Study on pharmacokinetic and tissue distribution of lycorine in mice plasma and tissues by liquid chromatography–mass spectrometry

Abstract

A fast and simple liquid chromatography-mass spectrometry method for the determination of lycorine in mice plasma and tissues was developed and well used in the pharmacokinetic and tissue distribution study of lycorine after tail vein injection and intraperitoneal administration. Biological samples were processed with ethyl acetate by liquid-liquid extraction, and evodiamine was used as the internal standard. Chromatographic separation was performed on an Amethyst C18 column (4.6 × 150 mm) with a mobile phase consisting of methanol and water. Quantification was performed by selected ion monitoring with m/z 288 [M+H](+) for lycorine and m/z 304 [M+H](+) for the internal standard.

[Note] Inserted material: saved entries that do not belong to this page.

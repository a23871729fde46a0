//! SDL2 backend
//!
//! Windows are created on the driver thread with the OpenGL flag. Each
//! window's context is created lazily on its actor thread, the first time
//! the actor makes it current, with vsync on. Wake-ups are pushed into the
//! SDL event queue as custom events, so a destruction request always reaches
//! the next poll.
//!
//! SDL's safe wrappers are confined to the thread that initialized SDL. The
//! per-window GL calls made from actor threads go through `sdl2::sys`.

#![allow(unsafe_code)]

use std::collections::HashMap;
use std::ffi::{c_void, CString};
use std::ptr;
use std::sync::{Arc, Mutex};

use ::sdl2::event::{Event, EventSender, WindowEvent};
use ::sdl2::keyboard::Keycode;
use ::sdl2::video::{GLProfile, Window};
use ::sdl2::{sys, EventPump, EventSubsystem, Sdl, VideoSubsystem};

use super::{
    gl_loader, Backend, BackendError, BackendEvent, ContextInfo, NativeId, Signal, Surface, Wake,
    WakeMarker, WindowMode, WindowSpec,
};
use crate::config::HydraConfig;
use crate::sync::lock;

/// Raw SDL event as delivered to window handlers
#[derive(Debug, Clone, PartialEq)]
pub enum SdlEvent {
    /// Window manager event for one window
    Window {
        /// SDL window id
        native: NativeId,
        /// What happened
        event: WindowEvent,
    },
    /// Key pressed
    KeyDown {
        /// Window with keyboard focus
        native: NativeId,
        /// Virtual key, if SDL could map it
        keycode: Option<Keycode>,
        /// Auto-repeat
        repeat: bool,
    },
    /// Key released
    KeyUp {
        /// Window with keyboard focus
        native: NativeId,
        /// Virtual key, if SDL could map it
        keycode: Option<Keycode>,
    },
    /// Pointer moved inside a window
    MouseMotion {
        /// Window under the pointer
        native: NativeId,
        /// Horizontal position in window coordinates
        x: i32,
        /// Vertical position in window coordinates
        y: i32,
    },
    /// The application was asked to quit
    Quit,
    /// Wake-up pushed through the backend's waker
    Wake(Option<WakeMarker>),
    /// Any other event, in SDL's debug notation
    Other(String),
}

/// Payload of the custom event pushed by [`SdlWaker`]
struct WakeEvent(Option<WakeMarker>);

struct NativeWindow {
    window: Window,
    // False once the native window is gone; surfaces check it under the lock.
    valid: Arc<Mutex<bool>>,
}

/// [`Backend`] on top of SDL2
pub struct SdlBackend {
    // Windows drop before the subsystems they belong to.
    windows: HashMap<NativeId, NativeWindow>,
    pump: EventPump,
    events: EventSubsystem,
    video: VideoSubsystem,
    _sdl: Sdl,
    quit_on_escape: bool,
}

fn init_error(err: impl std::fmt::Display) -> BackendError {
    BackendError::InitializationFailed(format!("SDL: {err}"))
}

impl SdlBackend {
    /// Initialize SDL video on the calling thread and set the context attributes
    pub fn init(config: &HydraConfig) -> Result<Self, BackendError> {
        let sdl = ::sdl2::init().map_err(init_error)?;
        let video = sdl.video().map_err(init_error)?;
        let events = sdl.event().map_err(init_error)?;

        let gl = config.gl;
        let attributes = video.gl_attr();
        attributes.set_context_version(
            u8::try_from(gl.major).unwrap_or(u8::MAX),
            u8::try_from(gl.minor).unwrap_or(u8::MAX),
        );
        attributes.set_context_profile(if gl.core { GLProfile::Core } else { GLProfile::GLES });
        attributes.set_double_buffer(true);
        attributes.set_depth_size(24);

        events.register_custom_event::<WakeEvent>().map_err(init_error)?;
        let pump = sdl.event_pump().map_err(init_error)?;
        log::debug!("sdl2: video driver {}", video.current_video_driver());

        Ok(Self {
            windows: HashMap::new(),
            pump,
            events,
            video,
            _sdl: sdl,
            quit_on_escape: config.quit_on_escape,
        })
    }

    /// Factory suitable for [`Driver::new`](crate::driver::Driver::new)
    pub fn factory(config: HydraConfig) -> impl Fn() -> Result<Self, BackendError> + Send + Sync + 'static {
        move || Self::init(&config)
    }
}

/// Map an SDL event to its handler form and driver signal
fn translate(event: Event, quit_on_escape: bool) -> BackendEvent<SdlEvent> {
    let (raw, signal) = match event {
        Event::Window { window_id, win_event, .. } => {
            let native = NativeId::from(window_id);
            let signal = if win_event == WindowEvent::Close {
                Signal::Close(native)
            } else {
                Signal::None
            };
            (SdlEvent::Window { native, event: win_event }, signal)
        }
        Event::KeyDown {
            window_id,
            keycode,
            repeat,
            ..
        } => {
            let signal = if keycode == Some(Keycode::Escape) && quit_on_escape {
                Signal::QuitAll
            } else {
                Signal::None
            };
            let native = NativeId::from(window_id);
            (SdlEvent::KeyDown { native, keycode, repeat }, signal)
        }
        Event::KeyUp { window_id, keycode, .. } => (
            SdlEvent::KeyUp {
                native: NativeId::from(window_id),
                keycode,
            },
            Signal::None,
        ),
        Event::MouseMotion { window_id, x, y, .. } => (
            SdlEvent::MouseMotion {
                native: NativeId::from(window_id),
                x,
                y,
            },
            Signal::None,
        ),
        Event::Quit { .. } => (SdlEvent::Quit, Signal::None),
        other => match other.as_user_event_type::<WakeEvent>() {
            Some(WakeEvent(marker)) => (SdlEvent::Wake(marker), marker.map_or(Signal::None, Signal::Woken)),
            None => (SdlEvent::Other(format!("{other:?}")), Signal::None),
        },
    };
    BackendEvent { raw, signal }
}

impl Backend for SdlBackend {
    type Event = SdlEvent;

    fn name(&self) -> &'static str {
        "sdl2"
    }

    fn create_window(&mut self, spec: &WindowSpec) -> Result<(NativeId, Box<dyn Surface>), BackendError> {
        let mut builder = self.video.window(&spec.title, spec.size.width, spec.size.height);
        builder.opengl().resizable();
        match (spec.mode, spec.position) {
            (WindowMode::Fullscreen, _) => {
                builder.fullscreen_desktop();
            }
            (WindowMode::Windowed, Some(position)) => {
                builder.position(position.x, position.y);
            }
            (WindowMode::Windowed, None) => {}
        }
        let window = builder
            .build()
            .map_err(|err| BackendError::WindowCreation(format!("SDL refused '{}': {err}", spec.title)))?;

        let native = NativeId::from(window.id());
        let valid = Arc::new(Mutex::new(true));
        let surface = SdlSurface {
            window: window.raw(),
            context: ptr::null_mut(),
            valid: Arc::clone(&valid),
        };
        self.windows.insert(native, NativeWindow { window, valid });
        Ok((native, Box::new(surface)))
    }

    fn destroy_window(&mut self, native: NativeId) {
        match self.windows.remove(&native) {
            Some(entry) => {
                let mut valid = lock(&entry.valid);
                *valid = false;
                drop(entry.window);
            }
            None => log::trace!("sdl2: window {native} already destroyed"),
        }
    }

    fn poll_events(&mut self) -> Vec<BackendEvent<SdlEvent>> {
        let polled: Vec<Event> = self.pump.poll_iter().collect();
        polled
            .into_iter()
            .map(|event| translate(event, self.quit_on_escape))
            .collect()
    }

    fn waker(&self) -> Arc<dyn Wake> {
        Arc::new(SdlWaker {
            sender: self.events.event_sender(),
        })
    }

    fn terminate(mut self) {
        let natives: Vec<NativeId> = self.windows.keys().copied().collect();
        if !natives.is_empty() {
            log::warn!("sdl2: destroying {} windows at termination", natives.len());
        }
        for native in natives {
            self.destroy_window(native);
        }
        // SDL quits when the last subsystem handle drops.
    }
}

struct SdlWaker {
    sender: EventSender,
}

impl Wake for SdlWaker {
    fn wake(&self, marker: Option<WakeMarker>) {
        if let Err(err) = self.sender.push_custom_event(WakeEvent(marker)) {
            log::trace!("sdl2: wake not delivered: {err}");
        }
    }
}

/// Entry point lookup for the context current on the calling thread
fn proc_address(name: &'static str) -> *const c_void {
    let Ok(name) = CString::new(name) else {
        return ptr::null();
    };
    // SAFETY: `name` is NUL-terminated and outlives the call.
    unsafe { sys::SDL_GL_GetProcAddress(name.as_ptr()) as *const c_void }
}

/// GL context of one SDL window, driven from the window's actor thread
struct SdlSurface {
    window: *mut sys::SDL_Window,
    context: sys::SDL_GLContext,
    valid: Arc<Mutex<bool>>,
}

// SAFETY: the pointers are only dereferenced by SDL while `valid` is locked and
// true, and the destroying side flips it under the same lock. The context is
// created, used and deleted on the single actor thread that owns the surface.
unsafe impl Send for SdlSurface {}

impl Surface for SdlSurface {
    fn make_current(&mut self) -> Result<ContextInfo, BackendError> {
        let valid = lock(&self.valid);
        if !*valid {
            return Err(BackendError::Context("window is already destroyed".to_string()));
        }
        if self.context.is_null() {
            // SAFETY: the window is alive while `valid` is held.
            self.context = unsafe { sys::SDL_GL_CreateContext(self.window) };
            if self.context.is_null() {
                return Err(BackendError::Context(::sdl2::get_error()));
            }
        }
        // SAFETY: both handles are alive while `valid` is held.
        if unsafe { sys::SDL_GL_MakeCurrent(self.window, self.context) } != 0 {
            return Err(BackendError::Context(::sdl2::get_error()));
        }
        // SAFETY: a context is current on this thread.
        if unsafe { sys::SDL_GL_SetSwapInterval(1) } != 0 {
            log::debug!("sdl2: vsync unavailable: {}", ::sdl2::get_error());
        }
        drop(valid);
        gl_loader::load(proc_address)
    }

    fn swap_buffers(&mut self) {
        let valid = lock(&self.valid);
        if *valid && !self.context.is_null() {
            // SAFETY: the window is alive while `valid` is held.
            unsafe { sys::SDL_GL_SwapWindow(self.window) };
        }
    }

    fn should_close(&self) -> bool {
        // Close requests arrive as window events and stop the actor through the driver.
        false
    }

    fn release(&mut self) {
        if self.context.is_null() {
            return;
        }
        let valid = lock(&self.valid);
        // SAFETY: the context was created on this thread and is deleted once.
        unsafe {
            if *valid {
                sys::SDL_GL_MakeCurrent(self.window, ptr::null_mut());
            }
            sys::SDL_GL_DeleteContext(self.context);
        }
        self.context = ptr::null_mut();
    }
}

#[cfg(test)]
mod tests {
    use super::*;

    #[test]
    fn test_window_close_signals_that_window() {
        let event = Event::Window {
            timestamp: 0,
            window_id: 7,
            win_event: WindowEvent::Close,
        };
        let translated = translate(event, true);
        assert_eq!(translated.signal, Signal::Close(7));
        assert_eq!(
            translated.raw,
            SdlEvent::Window {
                native: 7,
                event: WindowEvent::Close
            }
        );
    }

    #[test]
    fn test_other_window_events_carry_no_signal() {
        let event = Event::Window {
            timestamp: 0,
            window_id: 7,
            win_event: WindowEvent::Resized(800, 600),
        };
        assert_eq!(translate(event, true).signal, Signal::None);
        assert_eq!(translate(Event::Quit { timestamp: 0 }, true).raw, SdlEvent::Quit);
    }
}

Good linearity was observed over the concentration ranges. Limits of quantification were low up to 10.0 ng/mL in plasma samples, 9.0 ng/g for lung, 12.0 ng/g for heart, 18.0 ng/g for spleen and 6.5 ng/g for other tested tissues. The intraday accuracy and precision in plasma and tissues ranged from -7.4% to 9.1%. Recoveries in plasma and tissue were more than 80%. The method was rapid, accurate and fully validated. It was successfully applied to the investigation of the pharmacokinetics and tissue distribution of lycorine in mice.